Si tratta di un vero e proprio viaggio iniziatico verso la consapevolezza non priva di spunti critici verso una realtà egoistica e sgomitante di fronte alla quale il poeta si pone come osservatore e nello stesso tempo uomo che vive.
Lo sguardo lucido dell’autore si allunga dall’io al fenomeno esterno, in modo che l’intimismo sia ampiamente superato a favore di un “oltre” dalla visuale poliedrica. E proprio questo superamento dell’inanità del sé fine a se stesso, dà forza e vigore all’intera raccolta che dal solipsismo e dalle sensazioni individuali e soggettive, migra efficacemente e con coraggio artistico verso il giusto disincanto e la critica del mondo così com’è, ossia imperfetto, falso, frammentato, anche talvolta ridicolo nelle sue manifestazioni.
Gli argomenti attraverso i quali avviene il percorso spirituale di Flussi, sono vari. Dall’inferno particolare degli ego per cui ciascuno pensa di esser buono e giusto e tutti gli altri cattivi e in torto, si passa ad argomenti di importanza collettiva, alla guerra, per esempio, rispetto alla quale chi narra, avverte l’inesistenza, l’estraneità, il forte desiderio di confondersi con la natura: Se c’è la guerra io vado, mi imbosco… / mi ritiro, mi stropiccio /perché mi avvedo del non vedo… /Se c’è la guerra allora non esisto…/perché nulla conta se per gli altri la terra è fango…
Il tempo è incapace di guarire l’umanità dato che l’idiozia è preda di una “impettita transumanza nelle savane del tempo” e il delirio circolare delle epoche che distruggono e ripristinano “i formicai di cervelli strozzati”, ricorda molto da vicino la filosofia nietzschiana dell’eterno ritorno tra resurrezioni e abissi in cui solo di quando in quando la maschera corrisponde al viso e supera la “folla dello shopping” e il fascino delle etichette che ciascuno afferra inevitabilmente nel suo cammino di vita, vittima di una società edonistica.

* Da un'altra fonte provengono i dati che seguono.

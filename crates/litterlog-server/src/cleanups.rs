use axum::{
    Extension,
    extract::{Multipart, State},
    response::{IntoResponse, Redirect},
};
use axum_extra::extract::cookie::CookieJar;
use tracing::info;
use uuid::Uuid;

use litterlog_db::models::NewCleanupRow;

use crate::AppState;
use crate::error::AppError;
use crate::forms::CleanupForm;
use crate::session::{self, CurrentUser, Flash};
use crate::views::{self, CleanupView, CleanupsPage, NewCleanupPage};

/// Storage format for timestamps; sorts chronologically as text.
const TIME_FORMAT: &str = "%Y-%m-%dT%H:%M:%S";

/// GET /cleanups
pub async fn list(
    State(state): State<AppState>,
    Extension(user): Extension<CurrentUser>,
) -> Result<impl IntoResponse, AppError> {
    let flash = session::take_flash_for(&state, &user.session_id)?;
    let cleanups = state
        .db
        .cleanups_for_user(&user.user_id)?
        .into_iter()
        .map(CleanupView::from)
        .collect();

    views::render(CleanupsPage { flash, username: Some(user.username), cleanups })
}

/// GET /cleanups/new
pub async fn new_form(
    State(state): State<AppState>,
    Extension(user): Extension<CurrentUser>,
) -> Result<impl IntoResponse, AppError> {
    let flash = session::take_flash_for(&state, &user.session_id)?;
    views::render(NewCleanupPage { flash, username: Some(user.username) })
}

/// POST /cleanups. The body is multipart: text fields plus at most one
/// photo. Validation failures bounce back to the form with an error
/// flash; nothing is written in that case.
pub async fn create(
    State(state): State<AppState>,
    Extension(user): Extension<CurrentUser>,
    jar: CookieJar,
    multipart: Multipart,
) -> Result<impl IntoResponse, AppError> {
    let form = CleanupForm::from_multipart(multipart).await?;

    let (cleanup, photo) = match form.validate() {
        Ok(parts) => parts,
        Err(e) => {
            let jar = session::set_flash(&state, jar, Flash::error(e.to_string()))?;
            return Ok((jar, Redirect::to("/cleanups/new")));
        }
    };

    let photo_path = match photo {
        Some(photo) => {
            Some(state.photos.save(photo.original_name.as_deref(), &photo.data).await?)
        }
        None => None,
    };

    let (location_type, ward, latitude, longitude) = cleanup.location.into_columns();
    let row = NewCleanupRow {
        id: Uuid::new_v4().to_string(),
        user_id: user.user_id,
        items: cleanup.items,
        location_type,
        ward,
        latitude,
        longitude,
        start_time: cleanup.start_time.format(TIME_FORMAT).to_string(),
        end_time: cleanup.end_time.format(TIME_FORMAT).to_string(),
        photo_path,
    };
    state.db.insert_cleanup(&row)?;

    info!("User {} logged cleanup {}", user.username, row.id);
    let jar = session::set_flash(&state, jar, Flash::success("Cleanup logged successfully!"))?;
    Ok((jar, Redirect::to("/cleanups")))
}
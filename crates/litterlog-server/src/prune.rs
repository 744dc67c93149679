use std::sync::Arc;
use std::time::Duration;
use tracing::{info, warn};

use litterlog_db::Database;

/// Background task that deletes session rows past their `expires_at`.
///
/// Expired sessions are already invisible to lookups; this keeps the
/// table from accumulating dead rows. Errors are logged and retried at
/// the next tick.
pub async fn run_session_prune_loop(db: Arc<Database>, interval_secs: u64) {
    let mut interval = tokio::time::interval(Duration::from_secs(interval_secs));

    loop {
        interval.tick().await;

        match db.prune_expired_sessions() {
            Ok(count) => {
                if count > 0 {
                    info!("Pruned {} expired sessions", count);
                }
            }
            Err(e) => {
                warn!("Session prune error: {}", e);
            }
        }
    }
}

Si avverte per tutta la raccolta il legame tra passato e presente risolto in una dissolvenza che tutto annulla per poi ricominciare, ripetendo: nel mondo di ieri si nasceva e moriva,/ come oggi nello stivale del “frittume nazional-peristaltico”, nel Paese delle “promesse mai conchiuse”.
Flussi di vita, dunque, ma per fortuna nostra senza esplicita lezioncina moralistico-populista, tanto cara a certi poeti nostrani. Qui c’è invece un fiume che dalle individuali matrici perinatali, come la coscienza che si supera, arriva a portare creature nelle sue acque, e attraversa mondi, e il buono e il cattivo e una realtà depauperata talvolta di senso, in cui perfino l’amore è un delirio di separatezza, così vediamo anche la pelle, il profilo di chi ammiriamo /acquistare la preziosità/ di un privilegio da onorare,/ una separatezza/.

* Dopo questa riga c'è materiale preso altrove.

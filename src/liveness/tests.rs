//! Liveness Module Tests
//!
//! ## Test Scopes
//! - **HeartbeatTable**: Upsert semantics and the expiry boundary.
//! - **Sweep**: Reclamation of a stale worker's tasks through the dispatch
//!   service, and the untouched path for workers within the window.

#[cfg(test)]
mod tests {
    use crate::config::DispatchConfig;
    use crate::dispatch::service::DispatchService;
    use crate::dispatch::types::TaskState;
    use crate::liveness::monitor::HeartbeatTable;
    use std::time::{Duration, Instant};

    const TIMEOUT: Duration = Duration::from_secs(5);

    fn test_config() -> DispatchConfig {
        DispatchConfig::new("127.0.0.1:0".parse().unwrap(), TIMEOUT)
    }

    // ============================================================
    // HEARTBEAT TABLE
    // ============================================================

    #[test]
    fn test_beat_upserts_the_worker() {
        let mut table = HeartbeatTable::new();
        let now = Instant::now();

        assert!(!table.is_tracked("w1"));
        table.beat("w1", now);
        assert!(table.is_tracked("w1"));
        assert_eq!(table.tracked_count(), 1);

        // Repeated beats do not duplicate the entry
        table.beat("w1", now + Duration::from_secs(1));
        assert_eq!(table.tracked_count(), 1);
    }

    #[test]
    fn test_expired_honors_the_timeout_boundary() {
        let mut table = HeartbeatTable::new();
        let start = Instant::now();
        table.beat("fresh", start);
        table.beat("stale", start);

        // Exactly at the deadline: not yet expired
        let expired = table.expired(start + TIMEOUT, TIMEOUT);
        assert!(expired.is_empty());

        // Past the deadline for 'stale' only
        table.beat("fresh", start + TIMEOUT);
        let expired = table.expired(start + TIMEOUT + Duration::from_millis(1), TIMEOUT);
        assert_eq!(expired, vec!["stale".to_string()]);
    }

    #[test]
    fn test_remove_untracks_the_worker() {
        let mut table = HeartbeatTable::new();
        table.beat("w1", Instant::now());
        table.remove("w1");
        assert!(!table.is_tracked("w1"));

        // Removing an unknown worker is a no-op
        table.remove("ghost");
    }

    // ============================================================
    // SWEEP
    // ============================================================

    #[tokio::test]
    async fn test_sweep_reclaims_stale_workers_tasks() {
        let service = DispatchService::new(&test_config());
        let ids = service
            .submit_tasks(vec![("a".to_string(), None), ("b".to_string(), None)])
            .await;
        service.fetch_batch("w1", 2).await;

        let reclaimed = service.sweep(Instant::now() + TIMEOUT + Duration::from_secs(1)).await;
        assert_eq!(reclaimed, 2);

        for id in ids {
            let status = service.query_status(id).await.unwrap();
            assert_eq!(status.status, TaskState::Lost);
            assert!(status.info.unwrap().contains("w1"));
        }

        // The worker holds nothing and is no longer tracked
        assert!(service.held_by("w1").await.is_none());
        assert!(!service.is_tracked("w1").await);
    }

    #[tokio::test]
    async fn test_sweep_leaves_fresh_workers_untouched() {
        let service = DispatchService::new(&test_config());
        let ids = service.submit_tasks(vec![("a".to_string(), None)]).await;
        service.fetch_batch("w1", 1).await;

        let reclaimed = service.sweep(Instant::now()).await;
        assert_eq!(reclaimed, 0);

        let status = service.query_status(ids[0]).await.unwrap();
        assert_eq!(status.status, TaskState::Running);
        assert!(service.is_tracked("w1").await);
    }

    #[tokio::test]
    async fn test_sweep_skips_completed_tasks() {
        // The worker finished everything before going silent, so the
        // sweep finds nothing to reclaim.
        let service = DispatchService::new(&test_config());
        let ids = service.submit_tasks(vec![("a".to_string(), None)]).await;
        service.fetch_batch("w1", 1).await;
        service
            .report_status("w1", ids[0], TaskState::Success, None)
            .await
            .unwrap();

        let reclaimed = service.sweep(Instant::now() + TIMEOUT + Duration::from_secs(1)).await;
        assert_eq!(reclaimed, 0);

        let status = service.query_status(ids[0]).await.unwrap();
        assert_eq!(status.status, TaskState::Success);
    }

    #[tokio::test]
    async fn test_heartbeat_after_sweep_re_registers() {
        let service = DispatchService::new(&test_config());
        service.heartbeat("w1").await;

        service.sweep(Instant::now() + TIMEOUT + Duration::from_secs(1)).await;
        assert!(!service.is_tracked("w1").await);

        service.heartbeat("w1").await;
        assert!(service.is_tracked("w1").await);
    }

    #[tokio::test]
    async fn test_late_report_after_reclamation_is_rejected() {
        // The worker comes back after its tasks were reclaimed; its report
        // hits a terminal status and must be rejected, while the ledger
        // release stays a harmless no-op.
        let service = DispatchService::new(&test_config());
        let ids = service.submit_tasks(vec![("a".to_string(), None)]).await;
        service.fetch_batch("w1", 1).await;
        service.sweep(Instant::now() + TIMEOUT + Duration::from_secs(1)).await;

        let err = service
            .report_status("w1", ids[0], TaskState::Success, None)
            .await
            .unwrap_err();
        assert!(matches!(
            err,
            crate::dispatch::types::DispatchError::InvalidTransition {
                from: TaskState::Lost,
                ..
            }
        ));

        let status = service.query_status(ids[0]).await.unwrap();
        assert_eq!(status.status, TaskState::Lost);
    }
}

Il languore non è disgiunto dal male, le glorie sono tutte effimere, i piaceri passeggeri perché il fiume non è solo coscienza, è anche un corpo che comunque si ammala, proiettato dentro il meccanismo oliato e casuale del mondo in cui tutto è movimento, in un panico calderone di anime che ricorda la filosofia di Massimo Scaligero. Il mondo è infatti per Durando una “eruzione ancestrale di manifestante pensiero”.

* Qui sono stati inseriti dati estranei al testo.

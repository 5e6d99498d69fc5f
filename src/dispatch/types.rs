use serde::{Deserialize, Serialize};
use std::fmt;
use std::str::FromStr;
use thiserror::Error;

/// Unique identifier for a task within the server process.
///
/// Wrapper around a sequential counter value. Ids start at 0, strictly
/// increase in issuance order, and are never reused for the lifetime of the
/// process.
#[derive(Debug, Clone, Copy, Serialize, Deserialize, PartialEq, Eq, Hash, PartialOrd, Ord)]
pub struct TaskId(pub u64);

impl fmt::Display for TaskId {
    fn fmt(&self, f: &mut fmt::Formatter<'_>) -> fmt::Result {
        write!(f, "{}", self.0)
    }
}

/// The definition of a unit of work.
#[derive(Debug, Clone, Serialize, Deserialize)]
pub struct Task {
    /// The primary payload, immutable after submission.
    pub payload: String,
    /// Optional key into the heavy-payload store, resolved at delivery time.
    /// The referenced blob may not exist (yet); that is not an error.
    pub heavy_key: Option<String>,
}

/// Represents the lifecycle state of a task.
///
/// `Queued` and `Running` are driven by submission and delivery only;
/// workers may only report the three terminal states. No transition is
/// defined out of a terminal state.
#[derive(Debug, Clone, Copy, Serialize, Deserialize, PartialEq, Eq)]
#[serde(rename_all = "lowercase")]
pub enum TaskState {
    /// Submitted, waiting in the pool.
    Queued,
    /// Delivered to exactly one worker.
    Running,
    /// Worker reported successful completion.
    Success,
    /// Worker reported a failure.
    Error,
    /// Reclaimed by the liveness sweep after the holder missed its
    /// heartbeat deadline.
    Lost,
}

impl TaskState {
    pub fn is_terminal(&self) -> bool {
        matches!(self, TaskState::Success | TaskState::Error | TaskState::Lost)
    }
}

impl fmt::Display for TaskState {
    fn fmt(&self, f: &mut fmt::Formatter<'_>) -> fmt::Result {
        let name = match self {
            TaskState::Queued => "queued",
            TaskState::Running => "running",
            TaskState::Success => "success",
            TaskState::Error => "error",
            TaskState::Lost => "lost",
        };
        write!(f, "{}", name)
    }
}

impl FromStr for TaskState {
    type Err = DispatchError;

    fn from_str(s: &str) -> Result<Self, Self::Err> {
        match s {
            "queued" => Ok(TaskState::Queued),
            "running" => Ok(TaskState::Running),
            "success" => Ok(TaskState::Success),
            "error" => Ok(TaskState::Error),
            "lost" => Ok(TaskState::Lost),
            other => Err(DispatchError::InvalidStatus(other.to_string())),
        }
    }
}

/// The current status record of a task: the state tag plus an optional
/// free-form info string (error detail, log pointer). Exactly one record
/// exists per task; it is replaced, not appended.
#[derive(Debug, Clone, Serialize, Deserialize, PartialEq, Eq)]
pub struct TaskStatus {
    pub status: TaskState,
    pub info: Option<String>,
}

impl TaskStatus {
    pub fn queued() -> Self {
        Self {
            status: TaskState::Queued,
            info: None,
        }
    }
}

/// Errors surfaced by the dispatch core.
///
/// Validation errors reject the request with no state change; not-found and
/// invalid-transition conditions are scoped to a single operation and are
/// never fatal to the process.
#[derive(Error, Debug, PartialEq, Eq)]
pub enum DispatchError {
    #[error("heavy key required, can't be empty")]
    EmptyHeavyKey,
    #[error("no task with id {0}")]
    UnknownTask(TaskId),
    #[error("invalid task status: {0}")]
    InvalidStatus(String),
    #[error("task {task_id} cannot move from {from} to {to}")]
    InvalidTransition {
        task_id: TaskId,
        from: TaskState,
        to: TaskState,
    },
}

I riferimenti mitico-religiosi non mancano, segno di una tensione esoterica che si avverte lungo tutta la raccolta in cui l’uomo totale è come prigioniero di un labirinto dei sensi, oltre il quale scopre nient’altro che “nidi di loop” “nell’incauto barbaglio dell’umano”.
In Multiverso, a fine raccolta, si torna infatti al perinatale preannunciato all’inizio con il riferimento a Thule, la caverna-madre, il mondo sotterraneo, e il cerchio si chiude. Non mancano incursioni nel surreale: “feti di ircocervi” in un salire e uno scendere continui, dal “cyberspazio” al “caos dell’ora”, dalle “tasse stellari” fino all’“acqua di ognuno”, in un gioco di saliscendi che universalizza e porta il piccolo uomo che confonde il desktop con le galassie, a ridimensionare notevolmente se stesso in nome di quella che si chiama insignificanza cosmica.
Il poeta indirettamente sembra voler dire al lettore: “occhio che non siamo niente”, siamo polvere che si muove dentro un pianeta a sua volta in eterno caos-movimento.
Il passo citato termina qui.